La esperanza, se ha dicho, es lo último que se pierde. Y es así. Sin embargo, a mí me gusta también ver las cosas desde otra perspectiva, y decir que la esperanza, más que el último recurso para el futuro, es, precisamente donde todo comienza. Sin esperanza nadie emprende nada…
Tiene que ver con que algo bueno nos aguarda en el futuro. Su contrario -la desesperanza- tiene que ver con que ya nada bueno se presenta para nosotros, ni hoy ni mañana.
Por otro lado, alguna vez leí que la diferencia entre una persona pesimista y una optimista es que la primera está convencida de que vivimos en el mejor mundo de los posibles, y no le gusta; mientras los optimistas, saben que viven en el mejor mundo de los posibles, y les apasiona. La diferencia, entonces, no es el mundo en el que los pesimistas y optimistas habitan, sino su percepción y valoración subjetiva con respecto a lo que perciben.
Quizá por esto no es de extrañar que vivamos entre pesimistas. Asusta pensar el número de personas que no quieren “traer hijos a este mundo” y que -además- consideran una tremenda irresponsabilidad que otras personas los traigan. Lo curioso es que quienes así piensan suelen ser personas cultas, acomodadas económicamente… e irremediablemente egoístas.
Su pesimismo se apoya en el cambio climático, la inexorable escasez de alimentos en el planeta, el hacinamiento urbano, la ruta acelerada hacia la catástrofe de la economía mundial… e incluso el temor al aparecimiento de nuevas y terribles enfermedades.
Suelen ser, además de cultos y acomodados, personas jóvenes que por definición deberían ser audaces y optimistas. Pero que dan un paso al lado cuando se sienten incapaces ante la ingente cantidad de elecciones que un mundo en el que se ha pasado de unos esquemas rígidos (social y económicamente hablando), a un modo de enfrentar las cosas que requiere más elecciones que antes, y -por lo mismo- más compromisos.
Quizá les abruma la imperiosa necesidad de elegir, mientras comprueban su absoluta carencia de criterios y valores estables sobre los que apoyar sus elecciones.
Como sea, quizá vale la pena pensar un poco de dónde han salido esas ideas.
Sus mayores salieron adelante con una preparación académica muy inferior a la de sus hijos y nietos, sin idiomas ni viajes. Con una información muy limitada (en contraste con lo que vemos actualmente, tiempos en los que uno lleva “el mundo” en una mano mientras tenga conectividad), y una competencia que, bien vista, era mayor y más difícil que la que se enfrenta hoy en un mundo globalizado.

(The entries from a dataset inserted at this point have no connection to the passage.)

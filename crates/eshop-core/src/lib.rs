pub mod config;
pub mod db;
pub mod error;
pub mod seed;
pub mod startup;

No pensaron demasiado las cosas y sacaron adelante una familia, se ganaron la vida decentemente y contribuyeron con el engrandecimiento de su país y el mejoramiento de la sociedad.
¿De dónde pues la desesperanza generalizada? Quizá tiene que ver con el bombardeo al que nos tienen sometidos las redes sociales, el cine y las series de televisión. A la sobre valoración del presente y la miopía para ver el futuro, a la manipulación que sufrimos por parte de los que tienen la sartén cultural por el mango y nos presentan un mundo hinchado de presente, mientras denigran el pasado, pero nunca presentan proyectos para el mediano o el largo plazo.
Vivimos, entonces, en una especie de mundo apocalíptico en el que quien no tiene éxito ni ha alcanzado la perfección, simplemente, deja de pertenecer al número de las personas que verdaderamente “cuentan”.
Un modo de estar al que, sin duda alguna, contribuyen los modos actuales de comunicarse (de relacionarse, en definitiva) y la eterna ansia por triunfar -sin revisar a fondo en qué consistiría el propio éxito- que se nos presenta como ideal de vida imposible de alcanzar, como la famosa zanahoria colgada delante del jumento, que le hace avanzar eternamente sin lograr conseguirla.
Hay esperanza, sí… pero efímera e inalcanzable.